### The data
..........

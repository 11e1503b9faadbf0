// Summary presentation - deterministic rendering model for a WeeklySummary

use crate::models::WeeklySummary;

/// A run of executive-summary text, plain or emphasized.
#[derive(Debug, Clone, PartialEq, Eq)]
pub struct Span {
    pub text: String,
    pub emphasized: bool,
}

/// Split text on literal `**` delimiters; odd-indexed segments are
/// emphasized. The first segment is always plain, alternating thereafter.
/// No nesting, no escaping; an odd delimiter count still renders the last
/// segment rather than erroring. Empty segments are dropped.
pub fn emphasis_spans(text: &str) -> Vec<Span> {
    text.split("**")
        .enumerate()
        .filter(|(_, part)| !part.is_empty())
        .map(|(i, part)| Span {
            text: part.to_string(),
            emphasized: i % 2 == 1,
        })
        .collect()
}

/// Plain-text rendering of a summary for the CLI shell. Emphasized spans are
/// wrapped in brackets; focus-area percentages are shown as given, without
/// normalization.
pub fn render_plain(summary: &WeeklySummary) -> String {
    let mut out = String::new();

    out.push_str("Executive summary\n");
    for span in emphasis_spans(&summary.executive_summary) {
        if span.emphasized {
            out.push('[');
            out.push_str(&span.text);
            out.push(']');
        } else {
            out.push_str(&span.text);
        }
    }
    out.push('\n');

    if !summary.focus_areas.is_empty() {
        out.push_str("\nFocus areas\n");
        for area in &summary.focus_areas {
            out.push_str(&format!("  {:<24} {}%\n", area.name, area.percentage));
        }
    }

    let pulse = &summary.pulse_stats;
    out.push_str(&format!(
        "\nPulse: {} completed ({:+} vs last week), {}h deep work (avg {}h)\n",
        pulse.completed, pulse.completed_change, pulse.deep_work_hours, pulse.deep_work_avg
    ));

    if !summary.highlights.is_empty() {
        out.push_str("\nHighlights\n");
        for h in &summary.highlights {
            out.push_str(&format!("  {} {} - {}\n", h.icon, h.title, h.description));
        }
    }

    if let Some(suggestions) = &summary.next_week_suggestions {
        if !suggestions.is_empty() {
            out.push_str("\nNext week\n");
            for s in suggestions {
                out.push_str(&format!("  - {}\n", s));
            }
        }
    }

    out
}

..........

### Work task
The answer must be a single number: the count of lines in the data that include the word "format".

### Task answer
4